Dominique Venner se ha
expresado también sobre las razones de su gesto: “Ante peligros inmensos,
siento el deber de actuar hasta que no tenga fuerza. Creo necesario
sacrificarme para romper el letargo que nos oprime. Mientras tantos hombres se
hacen esclavos de la vida, mi gesto encarna una ética de la voluntad. Me doy
muerte para despertar conciencias adormecidas”. No se podría ser más claro.

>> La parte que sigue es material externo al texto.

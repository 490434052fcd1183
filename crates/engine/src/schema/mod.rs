//! Key registry: declared keys of a record family
//!
//! A [`Schema`] is an immutable value built once at startup with a
//! consuming builder and handed to the [`Catalog`](crate::Catalog). There is
//! no global registry; every record operation consults the schema it was
//! bound to.
//!
//! ## Schema kinds
//!
//! - **document**: a root record type stored in its own collection
//! - **subtype**: shares its parent's collection and inherits its keys,
//!   default order and associations; stored documents carry `_type`
//! - **embedded**: keys only, stored inline inside an owning document

pub mod coerce;

pub use coerce::coerce;

use docmap_core::Value;
use std::sync::Arc;

/// Discriminator field of polymorphic families
pub const TYPE_KEY: &str = "_type";
/// Set once, on first save
pub const CREATED_AT: &str = "created_at";
/// Refreshed on every save
pub const UPDATED_AT: &str = "updated_at";

// =============================================================================
// Key definitions
// =============================================================================

/// Declared type of a key; drives coercion on every write
#[derive(Debug, Clone, PartialEq)]
pub enum KeyType {
    /// UTF-8 text
    String,
    /// 64-bit signed integer
    Integer,
    /// 64-bit float
    Float,
    /// true / false
    Boolean,
    /// Point in time (microsecond precision)
    Time,
    /// Document identifier, e.g. a foreign key
    ObjectId,
    /// Ordered sequence of arbitrary values
    Array,
    /// Key-value mapping with indifferent key access
    Hash,
    /// Nested document described by an embedded schema
    Embedded(Arc<Schema>),
}

impl KeyType {
    /// Value a key of this type holds when unset and without default
    pub fn zero_value(&self) -> Value {
        match self {
            KeyType::Array => Value::Array(Vec::new()),
            KeyType::Hash => Value::Object(Default::default()),
            _ => Value::Null,
        }
    }

    /// Whether query conditions should coerce values to this type
    pub fn is_scalar(&self) -> bool {
        !matches!(self, KeyType::Array | KeyType::Hash | KeyType::Embedded(_))
    }
}

/// One declared key
#[derive(Debug, Clone, PartialEq)]
pub struct KeyDef {
    name: String,
    key_type: KeyType,
    default: Option<Value>,
    indexed: bool,
}

impl KeyDef {
    /// Declare a key with no default, not indexed
    pub fn new(name: impl Into<String>, key_type: KeyType) -> Self {
        let name = name.into();
        Self {
            name: docmap_core::normalize_key(&name).to_string(),
            key_type,
            default: None,
            indexed: false,
        }
    }

    /// Value used when the key is unset or assigned null
    pub fn with_default(mut self, default: impl Into<Value>) -> Self {
        self.default = Some(default.into());
        self
    }

    /// Request an index on this key when the model is first bound
    pub fn indexed(mut self, indexed: bool) -> Self {
        self.indexed = indexed;
        self
    }

    /// Key name (canonical form)
    pub fn name(&self) -> &str {
        &self.name
    }

    /// Declared type
    pub fn key_type(&self) -> &KeyType {
        &self.key_type
    }

    /// Explicit default, if declared
    pub fn default_value(&self) -> Option<&Value> {
        self.default.as_ref()
    }

    /// Whether an index was requested
    pub fn is_indexed(&self) -> bool {
        self.indexed
    }

    /// The value an unset key starts with: the default or the type's zero value
    pub fn initial_value(&self) -> Value {
        match &self.default {
            Some(default) => coerce(&self.key_type, default.clone()),
            None => self.key_type.zero_value(),
        }
    }

    /// Coerce an assigned value to this key's type
    ///
    /// Null and unrecognised values fall back to [`KeyDef::initial_value`].
    pub fn coerce(&self, value: Value) -> Value {
        match coerce(&self.key_type, value) {
            Value::Null => self.initial_value(),
            coerced => coerced,
        }
    }
}

// =============================================================================
// Associations
// =============================================================================

/// One-to-many association from an owner to a (possibly polymorphic) family
#[derive(Debug, Clone, PartialEq, Eq)]
pub struct HasMany {
    name: String,
    target: String,
    foreign_key: Option<String>,
}

impl HasMany {
    /// Association name as used with `Record::association`
    pub fn name(&self) -> &str {
        &self.name
    }

    /// Target model name
    pub fn target(&self) -> &str {
        &self.target
    }

    /// Foreign key on the target, derived from the owner name when not given
    pub fn foreign_key_for(&self, owner: &str) -> String {
        match &self.foreign_key {
            Some(key) => key.clone(),
            None => format!("{}_id", snake_case(owner)),
        }
    }
}

// =============================================================================
// Schema
// =============================================================================

/// What kind of record type a schema describes
#[derive(Debug, Clone, PartialEq, Eq)]
pub enum SchemaKind {
    /// Root record type with its own collection
    Document {
        /// Explicit collection name; derived from the type name when `None`
        collection: Option<String>,
    },
    /// Member of the parent's polymorphic family
    Subtype {
        /// Parent model name
        parent: String,
    },
    /// Inline sub-document
    Embedded,
}

/// Declared keys and options of one record type
///
/// ```
/// use docmap_engine::{KeyType, Schema};
///
/// let users = Schema::document("User")
///     .collection("users")
///     .key("first_name", KeyType::String)
///     .key("age", KeyType::Integer);
/// assert_eq!(users.keys().len(), 2);
/// ```
#[derive(Debug, Clone, PartialEq)]
pub struct Schema {
    name: String,
    kind: SchemaKind,
    keys: Vec<KeyDef>,
    polymorphic: bool,
    default_order: Option<String>,
    associations: Vec<HasMany>,
}

impl Schema {
    fn with_kind(name: impl Into<String>, kind: SchemaKind) -> Self {
        Self {
            name: name.into(),
            kind,
            keys: Vec::new(),
            polymorphic: false,
            default_order: None,
            associations: Vec::new(),
        }
    }

    /// Root record type stored in its own collection
    pub fn document(name: impl Into<String>) -> Self {
        Self::with_kind(name, SchemaKind::Document { collection: None })
    }

    /// Subtype sharing `parent`'s collection
    pub fn subtype(name: impl Into<String>, parent: impl Into<String>) -> Self {
        Self::with_kind(
            name,
            SchemaKind::Subtype {
                parent: parent.into(),
            },
        )
    }

    /// Embedded sub-document type
    pub fn embedded(name: impl Into<String>) -> Self {
        Self::with_kind(name, SchemaKind::Embedded)
    }

    // -------------------------------------------------------------------------
    // Builder
    // -------------------------------------------------------------------------

    /// Override the collection name (document schemas only)
    pub fn collection(mut self, collection: impl Into<String>) -> Self {
        if let SchemaKind::Document { collection: slot } = &mut self.kind {
            *slot = Some(collection.into());
        }
        self
    }

    /// Declare a key; redeclaring a name replaces the earlier definition
    pub fn key(self, name: impl Into<String>, key_type: KeyType) -> Self {
        self.key_def(KeyDef::new(name, key_type))
    }

    /// Declare a fully specified key
    pub fn key_def(mut self, def: KeyDef) -> Self {
        match self.keys.iter_mut().find(|k| k.name == def.name) {
            Some(existing) => *existing = def,
            None => self.keys.push(def),
        }
        self
    }

    /// Mark as the root of a polymorphic family (adds `_type`)
    pub fn polymorphic(mut self) -> Self {
        self.polymorphic = true;
        self
    }

    /// Order clause applied when a query gives none, e.g. `"position asc"`
    pub fn default_order(mut self, order: impl Into<String>) -> Self {
        self.default_order = Some(order.into());
        self
    }

    /// Declare a one-to-many association with a derived foreign key
    pub fn has_many(mut self, name: impl Into<String>, target: impl Into<String>) -> Self {
        self.associations.push(HasMany {
            name: name.into(),
            target: target.into(),
            foreign_key: None,
        });
        self
    }

    /// Declare a one-to-many association with an explicit foreign key
    pub fn has_many_with_key(
        mut self,
        name: impl Into<String>,
        target: impl Into<String>,
        foreign_key: impl Into<String>,
    ) -> Self {
        self.associations.push(HasMany {
            name: name.into(),
            target: target.into(),
            foreign_key: Some(foreign_key.into()),
        });
        self
    }

    // -------------------------------------------------------------------------
    // Accessors
    // -------------------------------------------------------------------------

    /// Type name
    pub fn name(&self) -> &str {
        &self.name
    }

    /// Schema kind
    pub fn kind(&self) -> &SchemaKind {
        &self.kind
    }

    /// Keys declared directly on this schema, in declaration order
    pub fn keys(&self) -> &[KeyDef] {
        &self.keys
    }

    /// Look up a directly declared key
    pub fn key_named(&self, name: &str) -> Option<&KeyDef> {
        let name = docmap_core::normalize_key(name);
        self.keys.iter().find(|k| k.name == name)
    }

    /// Whether this schema was declared as a polymorphic root
    pub fn is_polymorphic(&self) -> bool {
        self.polymorphic
    }

    /// Declared default order clause
    pub fn default_order_clause(&self) -> Option<&str> {
        self.default_order.as_deref()
    }

    /// Associations declared directly on this schema
    pub fn associations(&self) -> &[HasMany] {
        &self.associations
    }
}

/// `ChatRoom` → `chat_room`
pub fn snake_case(name: &str) -> String {
    let mut out = String::with_capacity(name.len() + 4);
    for (i, ch) in name.chars().enumerate() {
        if ch.is_uppercase() {
            if i > 0 {
                out.push('_');
            }
            out.extend(ch.to_lowercase());
        } else {
            out.push(ch);
        }
    }
    out
}

/// Default collection name for a root type: snake case, naively pluralized
pub fn collection_name_for(type_name: &str) -> String {
    let base = snake_case(type_name);
    if base.ends_with('s') || base.ends_with('x') || base.ends_with("sh") || base.ends_with("ch") {
        format!("{}es", base)
    } else if let Some(stem) = base.strip_suffix('y') {
        match stem.chars().last() {
            Some('a' | 'e' | 'i' | 'o' | 'u') | None => format!("{}s", base),
            Some(_) => format!("{}ies", stem),
        }
    } else {
        format!("{}s", base)
    }
}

Pero sería un error si no se hubiese visto en esta muerte voluntaria más allá
del estrecho contexto del debate sobre el “matrimonio para todos”. Desde hace
años, Dominique Venner no soportaba ver más a Europa fuera de la historia,
vacía de energía, olvidada de sí misma. A menudo decía que Europa estaba
“aletargada”. Ha querido despertarla, como Jan Palach, en efecto, o, en otro
periodo, Alain Escoffier. Así ha probado su capacidad hasta lo más profundo,
permaneciendo fiel a su imagen de comportamiento de hombre libre.
También ha escrito: “Ofrezco lo
que queda de mi vida en un intento de protesta y fundación”. Esta palabra,
fundación, es el legado de un hombre que ha elegido morir de pie.